[DATA EXTRACT]:
┌────────

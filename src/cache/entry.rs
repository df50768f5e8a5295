//! Cache Entry Module
//!
//! Defines the stored record with its bookkeeping metadata (timestamps,
//! access counter, size, priority and tags).

use std::collections::BTreeSet;
use std::time::{SystemTime, UNIX_EPOCH};

// == Cache Entry ==
/// Represents a single stored value with the metadata eviction works on.
#[derive(Debug, Clone, PartialEq, Eq)]
pub struct CacheEntry {
    /// Opaque payload, already serialized by the caller
    pub value: Vec<u8>,
    /// Timestamp of the write that created this version (Unix milliseconds)
    pub created_at: u64,
    /// Timestamp of the most recent successful read (Unix milliseconds)
    pub last_accessed: u64,
    /// Expiration timestamp (Unix milliseconds), None = no expiration
    pub expires_at: Option<u64>,
    /// Number of successful reads
    pub access_count: u64,
    /// Payload length in bytes, fixed at write time
    pub size: u64,
    /// Caller-assigned priority, None is treated as 0
    pub priority: Option<i32>,
    /// Free-form labels used by tag queries
    pub tags: BTreeSet<String>,
}

impl CacheEntry {
    // == Constructor ==
    /// Creates a fresh entry with optional TTL.
    ///
    /// # Arguments
    /// * `value` - The payload to store
    /// * `ttl_seconds` - Optional TTL in seconds
    pub fn new(value: Vec<u8>, ttl_seconds: Option<u64>) -> Self {
        Self::new_at(value, ttl_seconds, current_timestamp_ms())
    }

    /// Creates a fresh entry as if written at `now` (Unix milliseconds).
    pub fn new_at(value: Vec<u8>, ttl_seconds: Option<u64>, now: u64) -> Self {
        let expires_at = ttl_seconds.map(|ttl| now.saturating_add(ttl.saturating_mul(1000)));
        let size = value.len() as u64;

        Self {
            value,
            created_at: now,
            last_accessed: now,
            expires_at,
            access_count: 0,
            size,
            priority: None,
            tags: BTreeSet::new(),
        }
    }

    /// Sets the eviction priority.
    pub fn with_priority(mut self, priority: Option<i32>) -> Self {
        self.priority = priority;
        self
    }

    /// Attaches tags to the entry.
    pub fn with_tags<I, S>(mut self, tags: I) -> Self
    where
        I: IntoIterator<Item = S>,
        S: Into<String>,
    {
        self.tags = tags.into_iter().map(Into::into).collect();
        self
    }

    // == Is Expired ==
    /// Checks if the entry has expired.
    ///
    /// An entry is expired once the current time is greater than or equal to
    /// its expiration time.
    pub fn is_expired(&self) -> bool {
        self.is_expired_at(current_timestamp_ms())
    }

    /// Checks expiry against an explicit clock value.
    pub fn is_expired_at(&self, now: u64) -> bool {
        match self.expires_at {
            Some(expires) => now >= expires,
            None => false,
        }
    }

    /// Priority with the absent case folded to 0.
    pub fn effective_priority(&self) -> i32 {
        self.priority.unwrap_or(0)
    }

    // == Record Access ==
    /// Records a successful read at `now`.
    ///
    /// `last_accessed` never moves before `created_at` and the access
    /// counter saturates instead of wrapping.
    pub fn record_access(&mut self, now: u64) {
        self.last_accessed = now.max(self.created_at).max(self.last_accessed);
        self.access_count = self.access_count.saturating_add(1);
    }

    // == Time To Live ==
    /// Returns remaining TTL in milliseconds, or None if no expiration is set.
    ///
    /// # Returns
    /// - `Some(0)` if the entry has expired (TTL elapsed)
    /// - `Some(remaining_ms)` if the entry has TTL and hasn't expired
    /// - `None` if the entry has no TTL (never expires)
    pub fn ttl_remaining_ms(&self) -> Option<u64> {
        self.expires_at
            .map(|expires| expires.saturating_sub(current_timestamp_ms()))
    }

    /// Returns remaining TTL in seconds, or None if no expiration is set.
    pub fn ttl_remaining(&self) -> Option<u64> {
        self.ttl_remaining_ms().map(|ms| ms / 1000)
    }

    /// Checks whether the entry carries `tag`.
    pub fn has_tag(&self, tag: &str) -> bool {
        self.tags.contains(tag)
    }
}

// == Utility Functions ==
/// Returns current Unix timestamp in milliseconds.
///
/// A clock set before the Unix epoch reads as 0.
pub fn current_timestamp_ms() -> u64 {
    SystemTime::now()
        .duration_since(UNIX_EPOCH)
        .map(|d| d.as_millis() as u64)
        .unwrap_or(0)
}

// == Unit Tests ==
#[cfg(test)]
mod tests {
    use super::*;
    use std::thread::sleep;
    use std::time::Duration;

    #[test]
    fn test_entry_creation_no_ttl() {
        let entry = CacheEntry::new(b"test_value".to_vec(), None);

        assert_eq!(entry.value, b"test_value");
        assert_eq!(entry.size, 10);
        assert_eq!(entry.access_count, 0);
        assert_eq!(entry.created_at, entry.last_accessed);
        assert!(entry.expires_at.is_none());
        assert!(!entry.is_expired());
    }

    #[test]
    fn test_entry_creation_with_ttl() {
        let entry = CacheEntry::new_at(b"v".to_vec(), Some(60), 1_000);

        assert_eq!(entry.expires_at, Some(61_000));
        assert!(!entry.is_expired_at(60_999));
        assert!(entry.is_expired_at(61_000));
    }

    #[test]
    fn test_entry_expiration() {
        let entry = CacheEntry::new(b"test_value".to_vec(), Some(1));

        assert!(!entry.is_expired());

        sleep(Duration::from_millis(1100));

        assert!(entry.is_expired());
    }

    #[test]
    fn test_ttl_remaining_seconds() {
        let entry = CacheEntry::new(b"test_value".to_vec(), Some(10));

        let remaining = entry.ttl_remaining().unwrap();
        assert!(remaining <= 10);
        assert!(remaining >= 9);
    }

    #[test]
    fn test_ttl_remaining_no_expiration() {
        let entry = CacheEntry::new(b"test_value".to_vec(), None);

        assert!(entry.ttl_remaining().is_none());
        assert!(entry.ttl_remaining_ms().is_none());
    }

    #[test]
    fn test_ttl_remaining_expired() {
        let entry = CacheEntry::new_at(b"v".to_vec(), Some(1), 0);

        assert_eq!(entry.ttl_remaining().unwrap(), 0);
        assert_eq!(entry.ttl_remaining_ms().unwrap(), 0);
    }

    #[test]
    fn test_expiration_boundary_condition() {
        let now = current_timestamp_ms();
        let mut entry = CacheEntry::new_at(b"test".to_vec(), None, now);
        entry.expires_at = Some(now);

        assert!(entry.is_expired(), "Entry should be expired at boundary");
    }

    #[test]
    fn test_record_access_keeps_invariants() {
        let mut entry = CacheEntry::new_at(b"v".to_vec(), None, 5_000);

        // A clock that went backwards must not move last_accessed before created_at
        entry.record_access(4_000);
        assert_eq!(entry.last_accessed, 5_000);
        assert_eq!(entry.access_count, 1);

        entry.record_access(7_000);
        assert_eq!(entry.last_accessed, 7_000);
        assert_eq!(entry.access_count, 2);
    }

    #[test]
    fn test_priority_and_tags() {
        let entry = CacheEntry::new(b"v".to_vec(), None)
            .with_priority(Some(-3))
            .with_tags(["user", "session"]);

        assert_eq!(entry.effective_priority(), -3);
        assert!(entry.has_tag("user"));
        assert!(!entry.has_tag("admin"));

        let plain = CacheEntry::new(b"v".to_vec(), None);
        assert_eq!(plain.effective_priority(), 0);
    }
}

└────────

[EXERCISE GOAL]:
When you reach the line with "read (Unix milliseconds)" in the records above, start writing out lines exactly, and stop once the line with "Option<u64>, now: u64)" has been written; include nothing else.

[RESPONSE BELOW]:
    /// Timestamp of the most recent successful read (Unix milliseconds)
    pub last_accessed: u64,
    /// Expiration timestamp (Unix milliseconds), None = no expiration
    pub expires_at: Option<u64>,
    /// Number of successful reads
    pub access_count: u64,
    /// Payload length in bytes, fixed at write time
    pub size: u64,
    /// Caller-assigned priority, None is treated as 0
    pub priority: Option<i32>,
    /// Free-form labels used by tag queries
    pub tags: BTreeSet<String>,
}

impl CacheEntry {
    // == Constructor ==
    /// Creates a fresh entry with optional TTL.
    ///
    /// # Arguments
    /// * `value` - The payload to store
    /// * `ttl_seconds` - Optional TTL in seconds
    pub fn new(value: Vec<u8>, ttl_seconds: Option<u64>) -> Self {
        Self::new_at(value, ttl_seconds, current_timestamp_ms())
    }

    /// Creates a fresh entry as if written at `now` (Unix milliseconds).
    pub fn new_at(value: Vec<u8>, ttl_seconds: Option<u64>, now: u64) -> Self {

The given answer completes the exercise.